Once QEMU is started, it’s as simple as running gdb from another terminal window in the project
directory, to get connected. (To be fair, it’s this simple because the Makefile produces a
.gdbinit file, which GDB will load automatically. But that file is pretty straightforward.)
I wanted to first confirm the hangup behavior while the debugger was attached, so I simply ran
continue from GDB to start the machine up. Again, the observed behavior was consistent - a message
saying the kernel was booting and then nothing. Hitting Ctrl+C to pause execution, then using
backtrace to see where it was after a few seconds, I saw that it was in the stride scheduler
loop. Continuing on and pausing again a few times, this was always the case. It wasn’t scientific,
but I wanted to get a feel for what was happening.
An Aside on xv6 Sleep and Wakeup Link to heading
In xv6, when a process does a slow (relatively speaking) operation, such as interacting with
external devices like disks or UARTs, the kernel will set the interaction in motion and then put
the process to sleep. The process will be marked as SLEEPING, with a reference to what xv6 calls
a channel (a pointer to some struct of interest) to capture what the process is waiting
on. At this point, another process can be switched in and get some time to execute while the
external device is doing whatever it’s supposed to do. When the external device finishes doing what
it was asked, it sends an interrupt to the CPU, which ultimately winds up in a wakeup function,
which wakes any process that was waiting on that particular operation.

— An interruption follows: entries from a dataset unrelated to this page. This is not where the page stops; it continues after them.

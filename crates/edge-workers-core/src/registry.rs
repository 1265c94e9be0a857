use std::collections::BTreeSet;
use std::sync::Arc;

use dashmap::DashMap;
use dashmap::mapref::entry::Entry;

use edge_workers_common::WorkerError;

use crate::instance::RunningInstance;

enum Slot {
    Starting,
    Running(Arc<RunningInstance>),
    Stopping,
}

/// Map of worker id to instance state.
///
/// A worker id is either absent, `Starting`, `Running` or `Stopping`. Only
/// `Running` entries count as running; the transitional states make a
/// concurrent `start` of the same id fail instead of racing.
#[derive(Default)]
pub(crate) struct InstanceRegistry {
    slots: DashMap<String, Slot>,
}

impl InstanceRegistry {
    /// Claim `worker_id` for starting.
    pub(crate) fn reserve(&self, worker_id: &str) -> Result<Reservation<'_>, WorkerError> {
        match self.slots.entry(worker_id.to_string()) {
            Entry::Occupied(_) => Err(WorkerError::already_running(worker_id)),
            Entry::Vacant(vacant) => {
                vacant.insert(Slot::Starting);
                Ok(Reservation {
                    registry: self,
                    worker_id: worker_id.to_string(),
                    committed: false,
                })
            }
        }
    }

    /// Move a running instance to `Stopping` and hand it back.
    pub(crate) fn begin_stop(&self, worker_id: &str) -> Result<Arc<RunningInstance>, WorkerError> {
        let mut slot = self
            .slots
            .get_mut(worker_id)
            .ok_or_else(|| WorkerError::not_running(worker_id))?;
        match std::mem::replace(&mut *slot, Slot::Stopping) {
            Slot::Running(instance) => Ok(instance),
            other => {
                *slot = other;
                Err(WorkerError::not_running(worker_id))
            }
        }
    }

    pub(crate) fn finish_stop(&self, worker_id: &str) {
        self.slots
            .remove_if(worker_id, |_, slot| matches!(slot, Slot::Stopping));
    }

    pub(crate) fn get(&self, worker_id: &str) -> Option<Arc<RunningInstance>> {
        self.slots.get(worker_id).and_then(|slot| match &*slot {
            Slot::Running(instance) => Some(Arc::clone(instance)),
            _ => None,
        })
    }

    pub(crate) fn is_running(&self, worker_id: &str) -> bool {
        self.slots
            .get(worker_id)
            .is_some_and(|slot| matches!(&*slot, Slot::Running(_)))
    }

    /// Ids of running workers.
    pub(crate) fn snapshot(&self) -> BTreeSet<String> {
        self.slots
            .iter()
            .filter(|entry| matches!(entry.value(), Slot::Running(_)))
            .map(|entry| entry.key().clone())
            .collect()
    }

    /// Remove `instance` if it is still the one registered for its id.
    pub(crate) fn retire(&self, instance: &RunningInstance) -> bool {
        self.slots
            .remove_if(instance.worker_id(), |_, slot| {
                matches!(slot, Slot::Running(current) if std::ptr::eq(Arc::as_ptr(current), instance))
            })
            .is_some()
    }

    /// Remove every running instance.
    pub(crate) fn drain(&self) -> Vec<Arc<RunningInstance>> {
        let ids = self.snapshot();
        ids.iter()
            .filter_map(|id| {
                self.slots
                    .remove_if(id, |_, slot| matches!(slot, Slot::Running(_)))
            })
            .filter_map(|(_, slot)| match slot {
                Slot::Running(instance) => Some(instance),
                _ => None,
            })
            .collect()
    }
}

/// A `Starting` slot. Released on drop unless committed, so an abandoned
/// start never leaves the id stuck.
pub(crate) struct Reservation<'a> {
    registry: &'a InstanceRegistry,
    worker_id: String,
    committed: bool,
}

impl Reservation<'_> {
    pub(crate) fn commit(mut self, instance: Arc<RunningInstance>) {
        self.registry
            .slots
            .insert(self.worker_id.clone(), Slot::Running(instance));
        self.committed = true;
    }
}

impl Drop for Reservation<'_> {
    fn drop(&mut self) {
        if !self.committed {
            self.registry
                .slots
                .remove_if(&self.worker_id, |_, slot| matches!(slot, Slot::Starting));
        }
    }
}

The function that puts a process to sleep is called sleep, and the function that wakes it up
is called wakeup.
Breaking Wakeup Link to heading
Because I knew wakeup was what I had patched before, I decided that it would be good to investigate
it a bit. I restarted the machine and GDB, and did a break wakeup before continuing.
Note: I learned along the way that you can also do
monitor system_resetfrom GDB to restart the VM. This allows you to keep your GDB session, but to go back to the bootup process, which is very convenient! In fact, anything you can set from the QEMU monitor, you can do from GDB because it will pass anything aftermonitoralong to QEMU to execute.
The first break was on a timer interrupt. I restarted the machine several times throughout troubleshooting and breaking wakeup, and I found this was pretty consistently the first wakeup call.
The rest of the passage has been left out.